Age Action welcomed the HSE’s plans to develop community based services and supports but said it was “extremely concerned that the switch in some of the funding from nursing home supports to community supports...will be insufficient to meet the needs of the sickest of older people”.

Spokesman Eamon Timmins said the organisation feared that community-based supports will face even greater pressure as a result of this plan while older people whose needs were not met in the community will be admitted to acute hospitals and others “will be left struggling at home on ever-lengthening waiting lists for a nursing home bed”.

CEO of Alone, Seán Moynihan said it welcomed the commitment from the HSE to realign the model of care to focus on the development of home care and community services but said the €23 million allocation was “inadequate”, adding that it “will only go to making a dent in the cuts that have impacted on home care in recent years”.

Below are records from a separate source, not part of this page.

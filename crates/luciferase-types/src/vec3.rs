//! Minimal 3D vector and axis-aligned bounding box types.
//!
//! The index operates over integer cell coordinates internally (see
//! [`crate::key`]) but entity positions and bounds are stored and queried in
//! floating point world space.

use serde::{Deserialize, Serialize};

/// A position or displacement in world space.
#[derive(Debug, Clone, Copy, PartialEq, Serialize, Deserialize)]
pub struct Vec3f {
    pub x: f32,
    pub y: f32,
    pub z: f32,
}

impl Vec3f {
    pub const ZERO: Self = Self { x: 0.0, y: 0.0, z: 0.0 };

    #[must_use]
    pub const fn new(x: f32, y: f32, z: f32) -> Self {
        Self { x, y, z }
    }

    #[must_use]
    pub fn distance(self, other: Self) -> f32 {
        self.distance_squared(other).sqrt()
    }

    #[must_use]
    pub fn distance_squared(self, other: Self) -> f32 {
        let dx = self.x - other.x;
        let dy = self.y - other.y;
        let dz = self.z - other.z;
        dx * dx + dy * dy + dz * dz
    }
}

impl std::ops::Add for Vec3f {
    type Output = Self;

    fn add(self, rhs: Self) -> Self {
        Self::new(self.x + rhs.x, self.y + rhs.y, self.z + rhs.z)
    }
}

impl std::ops::Sub for Vec3f {
    type Output = Self;

    fn sub(self, rhs: Self) -> Self {
        Self::new(self.x - rhs.x, self.y - rhs.y, self.z - rhs.z)
    }
}

/// Axis-aligned bounding box, inclusive of both `min` and `max`.
#[derive(Debug, Clone, Copy, PartialEq, Serialize, Deserialize)]
pub struct Aabb {
    pub min: Vec3f,
    pub max: Vec3f,
}

impl Aabb {
    #[must_use]
    pub const fn new(min: Vec3f, max: Vec3f) -> Self {
        Self { min, max }
    }

    /// Smallest box containing a single point (zero-volume).
    #[must_use]
    pub const fn point(p: Vec3f) -> Self {
        Self { min: p, max: p }
    }

    /// Expand the box by `amount` in every direction.
    #[must_use]
    pub fn expanded(self, amount: f32) -> Self {
        let delta = Vec3f::new(amount, amount, amount);
        Self::new(self.min - delta, self.max + delta)
    }

    #[must_use]
    pub fn contains_point(&self, p: Vec3f) -> bool {
        p.x >= self.min.x
            && p.x <= self.max.x
            && p.y >= self.min.y
            && p.y <= self.max.y
            && p.z >= self.min.z
            && p.z <= self.max.z
    }

    #[must_use]
    pub fn intersects(&self, other: &Self) -> bool {
        self.min.x <= other.max.x
            && self.max.x >= other.min.x
            && self.min.y <= other.max.y
            && self.max.y >= other.min.y
            && self.min.z <= other.max.z
            && self.max.z >= other.min.z
    }

    /// Union of two boxes.
    #[must_use]
    pub fn union(self, other: Self) -> Self {
        Self::new(
            Vec3f::new(
                self.min.x.min(other.min.x),
                self.min.y.min(other.min.y),
                self.min.z.min(other.min.z),
            ),
            Vec3f::new(
                self.max.x.max(other.max.x),
                self.max.y.max(other.max.y),
                self.max.z.max(other.max.z),
            ),
        )
    }

    #[must_use]
    pub fn center(&self) -> Vec3f {
        Vec3f::new(
            (self.min.x + self.max.x) * 0.5,
            (self.min.y + self.max.y) * 0.5,
            (self.min.z + self.max.z) * 0.5,
        )
    }
}
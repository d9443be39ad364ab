//! The in-flight operation barrier (§4.5 step 3, §4.7 External Balancer
//! contract, §5 "operation-pause wait").
//!
//! Shared between ordinary index operations and the recovery orchestrator:
//! `try_begin_operation` gates new work while paused, and `pause_and_wait`
//! blocks until every operation that started before the pause has finished.

use std::sync::atomic::{AtomicBool, AtomicU64, Ordering};
use std::time::{Duration, Instant};

use luciferase_error::{LuciferaseError, Result};
use parking_lot::{Condvar, Mutex};

/// Counts in-flight operations and gates new ones while paused. Idempotent
/// on repeated `pause`/`resume` calls, per §4.7.
#[derive(Default)]
pub struct OperationBarrier {
    paused: AtomicBool,
    in_flight: AtomicU64,
    quiescent: Mutex<()>,
    condvar: Condvar,
}

/// RAII guard returned by a successful [`OperationBarrier::try_begin_operation`]
/// call; decrements the in-flight counter and wakes any waiter on drop.
pub struct OperationGuard<'a> {
    barrier: &'a OperationBarrier,
}

impl Drop for OperationGuard<'_> {
    fn drop(&mut self) {
        self.barrier.end_operation();
    }
}

impl OperationBarrier {
    #[must_use]
    pub fn new() -> Self {
        Self::default()
    }

    /// Register the start of an operation. Returns `None` while paused.
    #[must_use]
    pub fn try_begin_operation(&self) -> Option<OperationGuard<'_>> {
        if self.paused.load(Ordering::SeqCst) {
            return None;
        }
        self.in_flight.fetch_add(1, Ordering::SeqCst);
        // Re-check: a pause that landed between the load above and the
        // increment must still be honored, so operations racing a pause
        // don't slip through uncounted.
        if self.paused.load(Ordering::SeqCst) {
            self.end_operation();
            return None;
        }
        Some(OperationGuard { barrier: self })
    }

    fn end_operation(&self) {
        let previous = self.in_flight.fetch_sub(1, Ordering::SeqCst);
        if previous == 1 {
            let _guard = self.quiescent.lock();
            self.condvar.notify_all();
        }
    }

    /// Block new operations and wait up to `timeout` for the in-flight count
    /// to reach zero.
    ///
    /// # Errors
    /// Returns [`LuciferaseError::BarrierTimeout`] if operations are still
    /// in flight once `timeout` elapses.
    pub fn pause_and_wait(&self, timeout: Duration) -> Result<()> {
        self.paused.store(true, Ordering::SeqCst);
        let deadline = Instant::now() + timeout;
        let mut guard = self.quiescent.lock();
        while self.in_flight.load(Ordering::SeqCst) > 0 {
            let remaining = deadline.saturating_duration_since(Instant::now());
            if remaining.is_zero() {
                return Err(LuciferaseError::BarrierTimeout {
                    waited_ms: timeout.as_millis() as u64,
                    limit_ms: timeout.as_millis() as u64,
                });
            }
            let result = self.condvar.wait_for(&mut guard, remaining);
            if result.timed_out() && self.in_flight.load(Ordering::SeqCst) > 0 {
                return Err(LuciferaseError::BarrierTimeout {
                    waited_ms: timeout.as_millis() as u64,
                    limit_ms: timeout.as_millis() as u64,
                });
            }
        }
        Ok(())
    }

    /// Unblock new operations. Idempotent if already resumed.
    pub fn resume(&self) {
        self.paused.store(false, Ordering::SeqCst);
    }

    #[must_use]
    pub fn is_paused(&self) -> bool {
        self.paused.load(Ordering::SeqCst)
    }

    #[must_use]
    pub fn in_flight_count(&self) -> u64 {
        self.in_flight.load(Ordering::SeqCst)
    }
}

Meanwhile Nursing Home Ireland described as “illogical and short-sighted” funding cuts which will see 939 fewer persons receiving funding for nursing home care under the scheme in 2014.

CEO of the organisation, Tadhg Daly “such a drastic cut to the scheme that enables older people avail of the specialist care of nursing homes is very difficult to countenance”: “Today’s cut will undoubtedly result in longer waiting times for Fair Deal and our concern is average waiting times will be a number of months,” he added.

Meanwhile the Irish Cancer Society has expressed disappointment that the BreastCheck screening programme will not now be extended to women aged between 65 and 69 in 2014.